La menace d'une pénurie de kérosène plane sur l'aviation européenne
Le spectre d'une pénurie de kérosène s'intensifie en Europe, avec des conséquences potentiellement dramatiques pour le transport aérien. La fermeture du détroit d'Ornuz, point de passage stratégique pour le pétrole du Moyen-Orient, pourrait entraîner des annulations massives de vols dans les semaines à venir.
Une dépendance critique au pétrole du Golfe
L'Europe importe normalement la moitié de son kérosène depuis les pays du Golfe, une dépendance qui la rend particulièrement vulnérable aux perturbations géopolitiques. L'Asie est encore plus exposée, mais le Vieux Continent pourrait subir les premières conséquences concrètes de cette crise.
Les avis divergent sur l'urgence de la situation. Claudio Galimberti, économiste du cabinet Rystad Energy, a déclaré sur CNBC : « La situation peut, dans les trois quatre semaines à venir, devenir systémique. Donc on peut avoir des réductions drastiques des vols en Europe, dès mai et juin ».
Des prévisions alarmantes des experts
Le Conseil international des aéroports (ACI) Europe a averti la Commission européenne que les pénuries pourraient commencer début mai si la circulation des pétroliers dans le détroit d'Ornuz ne reprenait pas. Fatih Birol, président de l'Agence internationale de l'énergie, partage cette analyse.
L'AIE précise dans son rapport d'avril : « Si le marché mondial du kérosène se resserre encore et que les marchés européens ne parviennent pas à trouver plus de 50% des volumes venus du Moyen-Orient qu'ils ont perdus, alors les stocks descendront sous le seuil critique de 23 jours en juin ».
Une réponse européenne contrastée
Face à ces alertes, la Commission européenne tente de rassurer. Anna-Kaisa Itkonen, porte-parole de la Commission, a déclaré : « Il n'y a pas de preuves de pénuries de carburants dans l'Union européenne à l'heure actuelle ». Elle a toutefois reconnu que « des problèmes d'approvisionnement pourraient survenir dans un avenir proche, en particulier pour les carburants d'avions ».

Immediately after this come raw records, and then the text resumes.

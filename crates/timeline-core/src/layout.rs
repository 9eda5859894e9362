use chrono::{
  DateTime,
  NaiveDate,
  Utc
};
use serde::Serialize;
use tracing::debug;

use crate::calendar::{
  add_days,
  is_weekend,
  today_utc
};
use crate::model::{
  Settings,
  TimelineState,
  Zoom
};
use crate::rows::{
  RowKind,
  flatten_visible_rows,
  row_activities
};
use crate::scale::{
  clamp_scale,
  pixels_per_day,
  timeline_width,
  x_offset
};
use crate::ticks::{
  TickLabel,
  generate_ticks,
  tick_label
};
use crate::window::{
  Window,
  WindowPolicy,
  compute_window_with
};

#[derive(Debug, Clone, Serialize)]
pub struct TickMark {
  pub date:  NaiveDate,
  pub x:     f64,
  pub label: TickLabel
}

#[derive(Debug, Clone, Serialize)]
pub struct ActivityMarker {
  pub activity_id: String,
  pub date:        NaiveDate,
  pub x:           f64,
  pub color:       String,
  pub description: String
}

#[derive(Debug, Clone, Serialize)]
pub struct RowGeometry {
  pub index:       usize,
  pub kind:        RowKind,
  pub task_id:     String,
  pub name:        String,
  pub parent_id:   Option<String>,
  pub depth:       usize,
  pub type_colors: Vec<String>,
  pub markers:     Vec<ActivityMarker>
}

/// Everything a front-end needs to draw
/// one render pass.
#[derive(Debug, Clone, Serialize)]
pub struct TimelineLayout {
  pub window:          Window,
  pub zoom:            Zoom,
  pub scale:           f64,
  pub pixels_per_day:  f64,
  pub width:           f64,
  pub today:           NaiveDate,
  pub today_x:         f64,
  pub ticks:           Vec<TickMark>,
  pub rows:            Vec<RowGeometry>,
  /// Left edges of Saturday/Sunday
  /// columns; only filled at day zoom.
  pub weekend_columns: Vec<f64>
}

impl TimelineLayout {
  pub fn build(
    state: &TimelineState,
    now: DateTime<Utc>
  ) -> Self {
    Self::build_with(
      state,
      &state.settings,
      now,
      &WindowPolicy::default()
    )
  }

  #[tracing::instrument(skip(
    state, settings, policy
  ))]
  pub fn build_with(
    state: &TimelineState,
    settings: &Settings,
    now: DateTime<Utc>,
    policy: &WindowPolicy
  ) -> Self {
    let zoom = settings.zoom;
    let scale = clamp_scale(settings.scale);
    let window = compute_window_with(
      &state.tasks,
      now,
      policy
    );
    let px_per_day =
      pixels_per_day(zoom, scale);
    let x_of = |date: NaiveDate| {
      x_offset(
        date,
        window.min_date,
        zoom,
        scale
      )
    };

    let ticks = generate_ticks(
      &window, zoom
    )
    .into_iter()
    .map(|date| {
      TickMark {
        date,
        x: x_of(date),
        label: tick_label(date, zoom)
      }
    })
    .collect::<Vec<_>>();

    let rows = flatten_visible_rows(
      &state.tasks,
      &settings.filter_type_ids
    )
    .iter()
    .enumerate()
    .map(|(index, row)| {
      let task = row.task;
      let color = task
        .primary_color(&state.types)
        .to_string();
      let type_colors = task
        .type_ids
        .iter()
        .map(|id| {
          state
            .type_by_id(id)
            .map(|t| t.color.clone())
            .unwrap_or_else(|| {
              color.clone()
            })
        })
        .collect();
      let markers = row_activities(row)
        .iter()
        .map(|act| {
          ActivityMarker {
            activity_id: act.id.clone(),
            date:        act.date,
            x:           x_of(act.date),
            color:       color.clone(),
            description: act
              .description
              .clone()
          }
        })
        .collect();
      RowGeometry {
        index,
        kind: row.kind,
        task_id: task.id.clone(),
        name: task.name.clone(),
        parent_id: row
          .parent_task
          .map(|p| p.id.clone()),
        depth: row.depth,
        type_colors,
        markers
      }
    })
    .collect::<Vec<_>>();

    let weekend_columns = if zoom
      == Zoom::Day
    {
      (0..=window.span_days())
        .map(|i| {
          add_days(window.min_date, i)
        })
        .filter(|d| is_weekend(*d))
        .map(x_of)
        .collect()
    } else {
      vec![]
    };

    let today = today_utc(now);
    let layout = Self {
      window,
      zoom,
      scale,
      pixels_per_day: px_per_day,
      width: timeline_width(
        &window, zoom, scale
      ),
      today,
      today_x: x_of(today),
      ticks,
      rows,
      weekend_columns
    };

    debug!(
      rows = layout.rows.len(),
      ticks = layout.ticks.len(),
      width = layout.width,
      "built timeline layout"
    );
    layout
  }

  /// Horizontal scroll that puts today
  /// in the middle of the viewport.
  #[must_use]
  pub fn initial_scroll(
    &self,
    viewport_width: f64
  ) -> f64 {
    (self.today_x - viewport_width / 2.0)
      .floor()
      .max(0.0)
  }
}

/// Remembers the zoom and scale of the
/// previous render so a host re-centers
/// on today only when they change.
///
/// Meant for interactive front ends
/// that keep one across renders; the
/// one-shot CLI starts fresh each run
/// and always centers `chart today`.
#[derive(Debug, Clone, Default)]
pub struct ViewportTracker {
  last: Option<(Zoom, f64)>
}

impl ViewportTracker {
  #[must_use]
  pub fn new() -> Self {
    Self::default()
  }

  pub fn should_recenter(
    &mut self,
    zoom: Zoom,
    scale: f64
  ) -> bool {
    let changed = match self.last {
      | None => true,
      | Some((last_zoom, last_scale)) => {
        last_zoom != zoom
          || last_scale != scale
      }
    };
    if changed {
      self.last = Some((zoom, scale));
    }
    changed
  }
}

Des situations nationales très variables
La situation diffère considérablement selon les pays :
- Le Japon maintient des stocks très importants de kérosène
- L'Autriche, la Bulgarie et la Pologne disposent de réserves confortables
- L'Islande, les Pays-Bas et le Royaume-Uni sont plus vulnérables
- La France se situe dans une position intermédiaire, ni bonne ni critique
Les aéroports régionaux en première ligne
Rico Luman, économiste spécialiste des transports à la banque ING, explique : « Les aéroports plus petits, à l'intérieur des terres, seront dans une position plus défavorable que les grandes plateformes ». Il prévoit « des annulations partielles pour certaines compagnies, certains aéroports » plutôt qu'une paralysie complète.
L'industrie aérienne en alerte
Airlines for Europe (A4E), qui regroupe 14 grands groupes dont Air France-KLM, Lufthansa et Ryanair, milite pour la création d'un système d'information en temps réel sur les stocks dans les aéroports. Cette initiative se heurte à la réticence des fournisseurs à partager des informations commerciales stratégiques.
Patrick Pouyanné, PDG de TotalEnergies, a lancé un avertissement clair : « Si cette guerre et ce blocus durent plus de trois mois, nous commencerons à faire face à de sérieux problèmes d'approvisionnement pour certains produits comme le kérosène ».
Des solutions limitées
L'industrie propose d'autoriser l'importation du Jet A, un type de kérosène américain différent du Jet A-1 utilisé en Europe. Cependant, cette solution rencontre des obstacles réglementaires, politiques et logistiques qui rendent sa mise en œuvre improbable à court terme.
La crise du kérosène illustre la vulnérabilité des chaînes d'approvisionnement énergétique mondiales et pourrait marquer un tournant pour l'aviation européenne, contrainte de repenser sa dépendance aux hydrocarbures du Moyen-Orient.